▶ **Task requirements**: In the listing below, find each line with the string "BASE" and report it.

▶ **Information provided**:

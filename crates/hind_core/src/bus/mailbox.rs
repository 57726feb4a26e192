use super::{AccessHook, Region};

pub const BASE: u32 = 0x2000_b880;
pub const SIZE: usize = 36;

/// The mailbox. Only the register dispatch exists; the channels behind it
/// are not emulated.
pub fn new() -> Region {
    Region::new(BASE, SIZE, Some(AccessHook::Mailbox))
}

pub(super) fn on_access(_region: &mut Region, rel_addr: u32, is_write: bool) {
    match rel_addr {
        0x0 => trace!("mailbox read register accessed, write: {is_write}"),
        0x10 => trace!("mailbox poll register accessed, write: {is_write}"),
        0x14 => trace!("mailbox sender register accessed, write: {is_write}"),
        0x18 => trace!("mailbox status register accessed, write: {is_write}"),
        0x1c => trace!("mailbox configuration register accessed, write: {is_write}"),
        0x20 => trace!("mailbox write register accessed, write: {is_write}"),
        _ => (),
    }
}
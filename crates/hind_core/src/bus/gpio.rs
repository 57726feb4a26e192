use super::{AccessHook, Region};

pub const BASE: u32 = 0x2020_0000;
pub const SIZE: usize = 64;

/// The GPIO block. The three function-select words identify themselves by
/// holding their own bus address.
pub fn new() -> Region {
    let mut region = Region::new(BASE, SIZE, Some(AccessHook::Gpio));
    region.write_raw(0x0, 0x2020_0000);
    region.write_raw(0x4, 0x2020_0004);
    region.write_raw(0x8, 0x2020_0008);
    region
}

// The pin set/clear registers report on reads as well as writes.
pub(super) fn on_access(_region: &mut Region, rel_addr: u32, _is_write: bool) {
    match rel_addr {
        0x0 => println!("One GPIO pin from 0 to 9 has been accessed"),
        0x4 => println!("One GPIO pin from 10 to 19 has been accessed"),
        0x8 => println!("One GPIO pin from 20 to 29 has been accessed"),
        0x1c => println!("PIN ON"),
        0x28 => println!("PIN OFF"),
        _ => (),
    }
}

▶ **Exercise result**:
pub const BASE: u32 = 0x2000_b880;
    Region::new(BASE, SIZE, Some(AccessHook::Mailbox))
pub const BASE: u32 = 0x2020_0000;
    let mut region = Region::new(BASE, SIZE, Some(AccessHook::Gpio));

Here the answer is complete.